- _Problem to work on_: Reproduce the listing exactly, so that no line differs from the original.
____________________
//! Bounded, cancellable polling of the second-factor status endpoint.

use std::future::Future;

use tokio::time::{Instant, sleep};
use tokio_util::sync::CancellationToken;
use tracing::{debug, trace};

use super::config::PollPolicy;
use crate::error::AuthError;

/// Provider verdict for one status request.
#[derive(Debug, Clone, PartialEq, Eq)]
pub enum ChallengeStatus {
    /// The user approved; the result cookie can be fetched.
    Allow,
    /// The user (or provider) rejected the challenge.
    Deny,
    /// No decision yet; carries the provider's status code.
    Pending(String),
}

impl ChallengeStatus {
    /// Maps the provider's `status_code` field.
    #[must_use]
    pub fn from_status_code(code: &str) -> Self {
        match code {
            "allow" => Self::Allow,
            "deny" => Self::Deny,
            other => Self::Pending(other.to_string()),
        }
    }
}

/// Calls `check` until it reports a decision.
///
/// Returns `Ok(true)` on [`ChallengeStatus::Allow`] and `Ok(false)` on
/// [`ChallengeStatus::Deny`]. The first check runs immediately; later checks
/// wait `policy.interval`. The token is checked before every request and
/// raced against every wait.
///
/// # Errors
///
/// - [`AuthError::Cancelled`] when `cancel` fires
/// - [`AuthError::PollExhausted`] when the attempt cap or deadline is reached
/// - any error returned by `check`
pub async fn poll_until_decided<F, Fut>(
    policy: &PollPolicy,
    cancel: &CancellationToken,
    mut check: F,
) -> Result<bool, AuthError>
where
    F: FnMut() -> Fut,
    Fut: Future<Output = Result<ChallengeStatus, AuthError>>,
{
    let started = Instant::now();
    let mut attempts: u32 = 0;

    loop {
        if cancel.is_cancelled() {
            return Err(AuthError::Cancelled);
        }

        attempts += 1;
        match check().await? {
            ChallengeStatus::Allow => {
                debug!(attempts, "second factor approved");
                return Ok(true);
            }
            ChallengeStatus::Deny => {
                debug!(attempts, "second factor denied");
                return Ok(false);
            }
            ChallengeStatus::Pending(code) => trace!(attempts, code = %code, "still waiting"),
        }

        if policy.max_attempts.is_some_and(|max| attempts >= max) {
            return Err(AuthError::PollExhausted { attempts });
        }
        if policy
            .deadline
            .is_some_and(|deadline| started.elapsed() + policy.interval > deadline)
        {
            return Err(AuthError::PollExhausted { attempts });
        }

        tokio::select! {
            () = cancel.cancelled() => return Err(AuthError::Cancelled),
            () = sleep(policy.interval) => {}
        }
    }
}

#[cfg(test)]
#[allow(clippy::unwrap_used)]
mod tests {
    use std::cell::Cell;
    use std::collections::VecDeque;
    use std::time::Duration;

    use super::*;

    fn fast_policy() -> PollPolicy {
        PollPolicy::default().with_interval(Duration::from_millis(1))
    }

    async fn run_script(
        policy: &PollPolicy,
        cancel: &CancellationToken,
        script: &[&str],
    ) -> (Result<bool, AuthError>, usize) {
        let mut remaining: VecDeque<String> = script.iter().map(ToString::to_string).collect();
        let calls = Cell::new(0usize);
        let result = poll_until_decided(policy, cancel, || {
            calls.set(calls.get() + 1);
            let code = remaining.pop_front().unwrap_or_else(|| "pending".to_string());
            async move { Ok(ChallengeStatus::from_status_code(&code)) }
        })
        .await;
        (result, calls.get())
    }

    #[tokio::test]
    async fn test_allow_after_two_pending_checks_three_times() {
        let (result, calls) = run_script(
            &fast_policy(),
            &CancellationToken::new(),
            &["pending", "pending", "allow"],
        )
        .await;
        assert!(result.unwrap());
        assert_eq!(calls, 3);
    }

    #[tokio::test]
    async fn test_deny_stops_after_one_check() {
        let (result, calls) =
            run_script(&fast_policy(), &CancellationToken::new(), &["deny"]).await;
        assert!(!result.unwrap());
        assert_eq!(calls, 1);
    }

    #[tokio::test]
    async fn test_max_attempts_bounds_the_loop() {
        let policy = fast_policy().with_max_attempts(4);
        let (result, calls) = run_script(&policy, &CancellationToken::new(), &[]).await;
        assert!(matches!(result, Err(AuthError::PollExhausted { attempts: 4 })));
        assert_eq!(calls, 4);
    }

    #[tokio::test]
    async fn test_deadline_bounds_the_loop() {
        let policy = PollPolicy::default()
            .with_interval(Duration::from_millis(20))
            .with_deadline(Duration::from_millis(50));
        let (result, calls) = run_script(&policy, &CancellationToken::new(), &[]).await;
        assert!(matches!(result, Err(AuthError::PollExhausted { .. })));
        assert!((1..=3).contains(&calls), "unexpected call count {calls}");
    }

    #[tokio::test]
    async fn test_cancelled_token_stops_before_first_check() {
        let cancel = CancellationToken::new();
        cancel.cancel();
        let (result, calls) = run_script(&fast_policy(), &cancel, &["allow"]).await;
        assert!(matches!(result, Err(AuthError::Cancelled)));
        assert_eq!(calls, 0);
    }

    #[tokio::test]
    async fn test_cancel_interrupts_wait() {
        let policy = PollPolicy::default().with_interval(Duration::from_secs(3600));
        let cancel = CancellationToken::new();
        let trigger = cancel.clone();
        tokio::spawn(async move {
            sleep(Duration::from_millis(10)).await;
            trigger.cancel();
        });
        let (result, calls) = run_script(&policy, &cancel, &[]).await;
        assert!(matches!(result, Err(AuthError::Cancelled)));
        assert_eq!(calls, 1);
    }

    #[tokio::test]
    async fn test_check_error_propagates() {
        let result = poll_until_decided(&fast_policy(), &CancellationToken::new(), || async {
            Err(AuthError::protocol("second-factor status", "missing status_code"))
        })
        .await;
        assert!(matches!(result, Err(AuthError::Protocol { .. })));
    }
}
____________________
- _Task solution_:
//! Bounded, cancellable polling of the second-factor status endpoint.

use std::future::Future;

use tokio::time::{Instant, sleep};
use tokio_util::sync::CancellationToken;
use tracing::{debug, trace};

use super::config::PollPolicy;
use crate::error::AuthError;

/// Provider verdict for one status request.
#[derive(Debug, Clone, PartialEq, Eq)]
pub enum ChallengeStatus {
    /// The user approved; the result cookie can be fetched.
    Allow,
    /// The user (or provider) rejected the challenge.
    Deny,
    /// No decision yet; carries the provider's status code.
    Pending(String),
}

impl ChallengeStatus {
    /// Maps the provider's `status_code` field.
    #[must_use]
    pub fn from_status_code(code: &str) -> Self {
        match code {
            "allow" => Self::Allow,
            "deny" => Self::Deny,
            other => Self::Pending(other.to_string()),
        }
    }
}

/// Calls `check` until it reports a decision.
///
/// Returns `Ok(true)` on [`ChallengeStatus::Allow`] and `Ok(false)` on
/// [`ChallengeStatus::Deny`]. The first check runs immediately; later checks
/// wait `policy.interval`. The token is checked before every request and
/// raced against every wait.
///
/// # Errors
///
/// - [`AuthError::Cancelled`] when `cancel` fires
/// - [`AuthError::PollExhausted`] when the attempt cap or deadline is reached
/// - any error returned by `check`
pub async fn poll_until_decided<F, Fut>(
    policy: &PollPolicy,
    cancel: &CancellationToken,
    mut check: F,
) -> Result<bool, AuthError>
where
    F: FnMut() -> Fut,
    Fut: Future<Output = Result<ChallengeStatus, AuthError>>,
{
    let started = Instant::now();
    let mut attempts: u32 = 0;

    loop {
        if cancel.is_cancelled() {
            return Err(AuthError::Cancelled);
        }

        attempts += 1;
        match check().await? {
            ChallengeStatus::Allow => {
                debug!(attempts, "second factor approved");
                return Ok(true);
            }
            ChallengeStatus::Deny => {
                debug!(attempts, "second factor denied");
                return Ok(false);
            }
            ChallengeStatus::Pending(code) => trace!(attempts, code = %code, "still waiting"),
        }

        if policy.max_attempts.is_some_and(|max| attempts >= max) {
            return Err(AuthError::PollExhausted { attempts });
        }
        if policy
            .deadline
            .is_some_and(|deadline| started.elapsed() + policy.interval > deadline)
        {
            return Err(AuthError::PollExhausted { attempts });
        }

        tokio::select! {
            () = cancel.cancelled() => return Err(AuthError::Cancelled),
            () = sleep(policy.interval) => {}
        }
    }
}

#[cfg(test)]
#[allow(clippy::unwrap_used)]
mod tests {
    use std::cell::Cell;
    use std::collections::VecDeque;
    use std::time::Duration;

    use super::*;

    fn fast_policy() -> PollPolicy {
        PollPolicy::default().with_interval(Duration::from_millis(1))
    }

    async fn run_script(
        policy: &PollPolicy,
        cancel: &CancellationToken,
        script: &[&str],
    ) -> (Result<bool, AuthError>, usize) {
        let mut remaining: VecDeque<String> = script.iter().map(ToString::to_string).collect();
        let calls = Cell::new(0usize);
        let result = poll_until_decided(policy, cancel, || {
            calls.set(calls.get() + 1);
            let code = remaining.pop_front().unwrap_or_else(|| "pending".to_string());
            async move { Ok(ChallengeStatus::from_status_code(&code)) }
        })
        .await;
        (result, calls.get())
    }

    #[tokio::test]
    async fn test_allow_after_two_pending_checks_three_times() {
        let (result, calls) = run_script(
            &fast_policy(),
            &CancellationToken::new(),
            &["pending", "pending", "allow"],
        )
        .await;
        assert!(result.unwrap());
        assert_eq!(calls, 3);
    }

    #[tokio::test]
    async fn test_deny_stops_after_one_check() {
        let (result, calls) =
            run_script(&fast_policy(), &CancellationToken::new(), &["deny"]).await;
        assert!(!result.unwrap());
        assert_eq!(calls, 1);
    }

    #[tokio::test]
    async fn test_max_attempts_bounds_the_loop() {
        let policy = fast_policy().with_max_attempts(4);
        let (result, calls) = run_script(&policy, &CancellationToken::new(), &[]).await;
        assert!(matches!(result, Err(AuthError::PollExhausted { attempts: 4 })));
        assert_eq!(calls, 4);
    }

    #[tokio::test]
    async fn test_deadline_bounds_the_loop() {
        let policy = PollPolicy::default()
            .with_interval(Duration::from_millis(20))
            .with_deadline(Duration::from_millis(50));
        let (result, calls) = run_script(&policy, &CancellationToken::new(), &[]).await;
        assert!(matches!(result, Err(AuthError::PollExhausted { .. })));
        assert!((1..=3).contains(&calls), "unexpected call count {calls}");
    }

    #[tokio::test]
    async fn test_cancelled_token_stops_before_first_check() {
        let cancel = CancellationToken::new();
        cancel.cancel();
        let (result, calls) = run_script(&fast_policy(), &cancel, &["allow"]).await;
        assert!(matches!(result, Err(AuthError::Cancelled)));
        assert_eq!(calls, 0);
    }

    #[tokio::test]
    async fn test_cancel_interrupts_wait() {
        let policy = PollPolicy::default().with_interval(Duration::from_secs(3600));
        let cancel = CancellationToken::new();
        let trigger = cancel.clone();
        tokio::spawn(async move {
            sleep(Duration::from_millis(10)).await;
            trigger.cancel();
        });
        let (result, calls) = run_script(&policy, &cancel, &[]).await;
        assert!(matches!(result, Err(AuthError::Cancelled)));
        assert_eq!(calls, 1);
    }

    #[tokio::test]
    async fn test_check_error_propagates() {
        let result = poll_until_decided(&fast_policy(), &CancellationToken::new(), || async {
            Err(AuthError::protocol("second-factor status", "missing status_code"))
        })
        .await;
        assert!(matches!(result, Err(AuthError::Protocol { .. })));
    }
}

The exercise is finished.